Hidden Home Fire Dangers That Lurk
February 23, 2017
More than 47,000 home fires reported to U.S. fire departments involved some type of electrical failure or other household malfunction, according to the National Fire Protection Association.
Read more: Is Your Building Ready for a Crisis?
Homeowners sometimes discover that fires can be caused by some unexpected objects. Realtor.com® recently featured some of the hidden fire dangers that may lurk in a home:
Many dishwasher fires are caused by liquids that come into contact with the appliance’s wires. The average residential property loss due to a dishwasher fire was $11.2 million from 2010 to 2012, according to the U.S. Consumer Product Safety Commission.
“Any device that powers a motor, heating element, or sometimes both in the same appliance always has a higher propensity for fire—and dishwashers are a common example,” Joe Torrillo, a firefighter who served in the New York Fire Department for 25 years, told realtor.com®. “They should never be turned on when going to sleep or leaving the home.”
Squirrels, rats, and other small creatures can make a home in your attic insulation in cold weather.

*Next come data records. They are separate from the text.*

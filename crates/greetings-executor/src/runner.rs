//! Runs collaborator actions as containers on the local Docker daemon.

use bollard::Docker;
use bollard::container::{
    Config, CreateContainerOptions, LogOutput, LogsOptions, NetworkingConfig,
    RemoveContainerOptions, StartContainerOptions, WaitContainerOptions,
};
use bollard::image::CreateImageOptions;
use bollard::models::{EndpointSettings, HostConfig, PortBinding};
use bollard::network::CreateNetworkOptions;
use bytes::Bytes;
use futures::StreamExt;
use greetings_core::secret::Credential;
use greetings_core::service::{PortMapping, ServiceHandle};
use greetings_core::toolchain::CacheVolume;
use greetings_core::{Error, Result, SourceTree};
use std::collections::{BTreeMap, HashMap};
use std::sync::Mutex;
use tempfile::TempDir;
use tracing::{debug, info, warn};
use uuid::Uuid;

use crate::workspace::{load_tree, write_tree};

/// Mount point of the job's source tree.
pub const SOURCE_DIR: &str = "/src";
/// Mount point collected back as the job's outputs.
pub const OUTPUT_DIR: &str = "/out";
const DOCKER_SOCKET: &str = "/var/run/docker.sock";

/// One containerized action, fully interpolated.
#[derive(Debug, Clone)]
pub struct ContainerJob {
    /// Collaborator name used in errors.
    pub action: &'static str,
    pub image: String,
    pub script: String,
    pub env: BTreeMap<String, String>,
    /// Credentials injected as environment variables.
    pub secrets: Vec<(String, Credential)>,
    pub source: Option<SourceTree>,
    pub cache: Option<CacheVolume>,
    pub docker_socket: bool,
    /// Path under `/out` read back as the artifact.
    pub output: Option<String>,
}

impl ContainerJob {
    pub fn new(action: &'static str, image: impl Into<String>, script: impl Into<String>) -> Self {
        Self {
            action,
            image: image.into(),
            script: script.into(),
            env: BTreeMap::new(),
            secrets: Vec::new(),
            source: None,
            cache: None,
            docker_socket: false,
            output: None,
        }
    }

    pub fn with_source(mut self, source: &SourceTree) -> Self {
        self.source = Some(source.clone());
        self
    }

    pub fn with_secret(mut self, var: impl Into<String>, credential: &Credential) -> Self {
        self.secrets.push((var.into(), credential.clone()));
        self
    }

    pub fn with_env(mut self, key: impl Into<String>, value: impl Into<String>) -> Self {
        self.env.insert(key.into(), value.into());
        self
    }

    pub fn with_cache(mut self, cache: &CacheVolume) -> Self {
        self.cache = Some(cache.clone());
        self
    }

    pub fn with_docker_socket(mut self, enabled: bool) -> Self {
        self.docker_socket = enabled;
        self
    }

    pub fn with_output(mut self, output: Option<String>) -> Self {
        self.output = output;
        self
    }

    /// Environment entries in Docker's `KEY=value` form.
    fn env_entries(&self) -> Vec<String> {
        let mut entries: Vec<String> = self
            .env
            .iter()
            .map(|(k, v)| format!("{}={}", k, v))
            .collect();
        for (var, credential) in &self.secrets {
            entries.push(format!("{}={}", var, credential.reveal("container environment")));
        }
        entries
    }

    fn binds(&self, source_dir: &str, output_dir: Option<&str>) -> Vec<String> {
        let mut binds = vec![format!("{}:{}:rw", source_dir, SOURCE_DIR)];
        if let Some(output_dir) = output_dir {
            binds.push(format!("{}:{}:rw", output_dir, OUTPUT_DIR));
        }
        if let Some(cache) = &self.cache {
            binds.push(format!("{}:{}:rw", cache.key, cache.mount_path));
        }
        if self.docker_socket {
            binds.push(format!("{}:{}", DOCKER_SOCKET, DOCKER_SOCKET));
        }
        binds
    }
}

/// What a finished job produced.
#[derive(Debug, Clone)]
pub struct JobOutput {
    pub stdout: String,
    /// Everything the job wrote under `/out`.
    pub outputs: SourceTree,
    output: Option<String>,
}

impl JobOutput {
    pub fn new(stdout: impl Into<String>, outputs: SourceTree, output: Option<String>) -> Self {
        Self {
            stdout: stdout.into(),
            outputs,
            output,
        }
    }

    /// The file at the job's declared output path.
    pub fn artifact(&self) -> Result<Bytes> {
        let path = self.declared()?;
        self.outputs
            .file(path)
            .cloned()
            .ok_or_else(|| Error::NotFound(format!("output file {}/{}", OUTPUT_DIR, path)))
    }

    /// The directory at the job's declared output path.
    pub fn directory(&self) -> Result<SourceTree> {
        let path = self.declared()?;
        let tree = self.outputs.directory(path);
        if tree.is_empty() {
            return Err(Error::NotFound(format!("output directory {}/{}", OUTPUT_DIR, path)));
        }
        Ok(tree)
    }

    fn declared(&self) -> Result<&str> {
        self.output
            .as_deref()
            .ok_or_else(|| Error::InvalidInput("command declares no output".to_string()))
    }
}

/// Docker-backed job runner.
pub struct ContainerRunner {
    docker: Docker,
    network: String,
    /// Running service containers and their source directories.
    services: Mutex<Vec<(String, TempDir)>>,
}

impl ContainerRunner {
    /// Connect to the local Docker daemon.
    pub fn new(network: impl Into<String>) -> Result<Self> {
        let docker =
            Docker::connect_with_local_defaults().map_err(|e| Error::Internal(e.to_string()))?;
        Ok(Self::with_client(docker, network))
    }

    /// Create with a custom Docker client.
    pub fn with_client(docker: Docker, network: impl Into<String>) -> Self {
        Self {
            docker,
            network: network.into(),
            services: Mutex::new(Vec::new()),
        }
    }

    fn container_name(action: &str) -> String {
        format!("greetings-{}-{}", action, Uuid::new_v4().simple())
    }

    /// Run `job` to completion and collect its stdout and outputs.
    pub async fn run(&self, job: &ContainerJob) -> Result<JobOutput> {
        self.pull(&job.image).await;

        let source_dir = materialize(job.source.as_ref()).await?;
        let output_dir = tempdir()?;
        let name = Self::container_name(job.action);

        let config = Config {
            image: Some(job.image.clone()),
            cmd: Some(shell(&job.script)),
            env: Some(job.env_entries()),
            working_dir: Some(SOURCE_DIR.to_string()),
            attach_stdout: Some(true),
            attach_stderr: Some(true),
            tty: Some(false),
            host_config: Some(HostConfig {
                binds: Some(job.binds(
                    &path_str(&source_dir),
                    Some(&path_str(&output_dir)),
                )),
                ..Default::default()
            }),
            ..Default::default()
        };

        info!(action = job.action, container = %name, image = %job.image, "Running container");
        let output_path = output_dir.path().to_path_buf();
        self.create(job, &name, config).await?;
        // From here on a dropped future still removes the container
        let container = RunningContainer::new(&self.docker, &name, vec![source_dir, output_dir]);
        if let Err(e) = self.start(job, &name).await {
            container.remove().await;
            return Err(e);
        }

        let result = self.collect(job, &name).await;
        let _dirs = container.remove().await;
        let stdout = result?;

        let outputs = load_tree(output_path).await?;
        debug!(action = job.action, outputs = outputs.len(), "Container finished");
        Ok(JobOutput::new(stdout, outputs, job.output.clone()))
    }

    /// Start `job` detached on the shared network, reachable as `hostname`.
    ///
    /// `publish` maps container ports to host ports.
    pub async fn start_service(
        &self,
        job: &ContainerJob,
        hostname: &str,
        port: u16,
        publish: Option<u16>,
    ) -> Result<ServiceHandle> {
        self.pull(&job.image).await;
        self.ensure_network().await?;

        let source_dir = materialize(job.source.as_ref()).await?;
        let name = Self::container_name(hostname);
        let container_port = format!("{}/tcp", port);

        let port_bindings = publish.map(|external| {
            HashMap::from([(
                container_port.clone(),
                Some(vec![PortBinding {
                    host_ip: None,
                    host_port: Some(external.to_string()),
                }]),
            )])
        });

        let config = Config {
            image: Some(job.image.clone()),
            cmd: Some(shell(&job.script)),
            env: Some(job.env_entries()),
            working_dir: Some(SOURCE_DIR.to_string()),
            exposed_ports: Some(HashMap::from([(container_port, HashMap::new())])),
            host_config: Some(HostConfig {
                binds: Some(job.binds(&path_str(&source_dir), None)),
                network_mode: Some(self.network.clone()),
                port_bindings,
                ..Default::default()
            }),
            networking_config: Some(NetworkingConfig {
                endpoints_config: HashMap::from([(
                    self.network.clone(),
                    EndpointSettings {
                        aliases: Some(vec![hostname.to_string()]),
                        ..Default::default()
                    },
                )]),
            }),
            ..Default::default()
        };

        info!(service = hostname, container = %name, port, "Starting service");
        let id = self.create_and_start(job, &name, config).await?;
        self.services
            .lock()
            .map_err(|_| Error::Internal("service registry poisoned".to_string()))?
            .push((id.clone(), source_dir));

        Ok(ServiceHandle {
            name: hostname.to_string(),
            hostname: hostname.to_string(),
            runtime_id: id,
            ports: vec![PortMapping {
                internal: port,
                external: publish.unwrap_or(port),
            }],
        })
    }

    /// Stop and remove every service this runner started.
    pub async fn stop_services(&self) {
        let services = match self.services.lock() {
            Ok(mut services) => std::mem::take(&mut *services),
            Err(_) => return,
        };
        for (id, _source_dir) in services {
            info!(container = %id, "Stopping service");
            self.remove(&id).await;
        }
    }

    async fn pull(&self, image: &str) {
        info!(image = %image, "Pulling image");
        let options = CreateImageOptions {
            from_image: image.to_string(),
            ..Default::default()
        };

        let mut pull_stream = self.docker.create_image(Some(options), None, None);
        while let Some(result) = pull_stream.next().await {
            match result {
                Ok(info) => {
                    if let Some(status) = info.status {
                        debug!(status = %status, "Pull progress");
                    }
                }
                Err(e) => {
                    // Locally built images cannot be pulled
                    warn!(error = %e, "Pull warning");
                }
            }
        }
    }

    async fn ensure_network(&self) -> Result<()> {
        let options = CreateNetworkOptions {
            name: self.network.clone(),
            check_duplicate: true,
            ..Default::default()
        };
        match self.docker.create_network(options).await {
            Ok(_) => Ok(()),
            Err(bollard::errors::Error::DockerResponseServerError {
                status_code: 409, ..
            }) => Ok(()),
            Err(e) => Err(Error::Internal(format!("Failed to create network: {}", e))),
        }
    }

    async fn create(&self, job: &ContainerJob, name: &str, config: Config<String>) -> Result<String> {
        let options = CreateContainerOptions {
            name: name.to_string(),
            platform: None,
        };
        let container = self
            .docker
            .create_container(Some(options), config)
            .await
            .map_err(|e| {
                Error::collaborator(job.action, format!("failed to create container: {}", e))
            })?;
        Ok(container.id)
    }

    async fn start(&self, job: &ContainerJob, name: &str) -> Result<()> {
        self.docker
            .start_container(name, None::<StartContainerOptions<String>>)
            .await
            .map_err(|e| Error::collaborator(job.action, format!("failed to start container: {}", e)))
    }

    async fn create_and_start(
        &self,
        job: &ContainerJob,
        name: &str,
        config: Config<String>,
    ) -> Result<String> {
        let id = self.create(job, name, config).await?;
        if let Err(e) = self.start(job, name).await {
            self.remove(name).await;
            return Err(e);
        }
        Ok(id)
    }

    /// Wait for the container to exit and return its stdout.
    async fn collect(&self, job: &ContainerJob, name: &str) -> Result<String> {
        let options = WaitContainerOptions {
            condition: "not-running",
        };
        let mut wait = self.docker.wait_container(name, Some(options));
        let exit_code = match wait.next().await {
            Some(Ok(response)) => response.status_code,
            Some(Err(bollard::errors::Error::DockerContainerWaitError { code, .. })) => code,
            Some(Err(e)) => {
                return Err(Error::collaborator(job.action, format!("wait failed: {}", e)));
            }
            None => {
                return Err(Error::collaborator(job.action, "container vanished"));
            }
        };

        let options = LogsOptions::<String> {
            stdout: true,
            stderr: true,
            ..Default::default()
        };
        let mut logs = self.docker.logs(name, Some(options));
        let mut stdout = String::new();
        let mut stderr = String::new();
        while let Some(result) = logs.next().await {
            match result {
                Ok(LogOutput::StdOut { message }) | Ok(LogOutput::Console { message }) => {
                    stdout.push_str(&String::from_utf8_lossy(&message));
                }
                Ok(LogOutput::StdErr { message }) => {
                    let line = String::from_utf8_lossy(&message);
                    debug!(action = job.action, "{}", line.trim_end());
                    stderr.push_str(&line);
                }
                Ok(LogOutput::StdIn { .. }) => {}
                Err(e) => warn!(error = %e, "Log stream error"),
            }
        }

        if exit_code != 0 {
            return Err(Error::collaborator(
                job.action,
                format!("exited with code {}: {}", exit_code, tail(&stderr, 20)),
            ));
        }
        Ok(stdout.trim_end().to_string())
    }

    async fn remove(&self, name: &str) {
        remove_container(&self.docker, name).await;
    }
}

If they start chewing on the rubber-covered electrical lines, there could be a fire risk too. “When electrical wires become exposed to each other and their protective insulation has been compromised, there’s a likelihood of propagating an actual flame,” says Torrillo.
Jars and glass objects
Watch what you leave out in the sunlight, like on your kitchen table. An empty glass Nutella jar was blamed for a 2015 fire in southwest London. The sun rays refracted through the empty glass and ignited a spark. Do not leave flammable liquids, such as gasoline, cleaning fluids, paint thinners, and cooking oils in glass jars, in the direct sunlight. Torrillo recommends using metal cans for flammable liquids and plastic containers for cooking oils.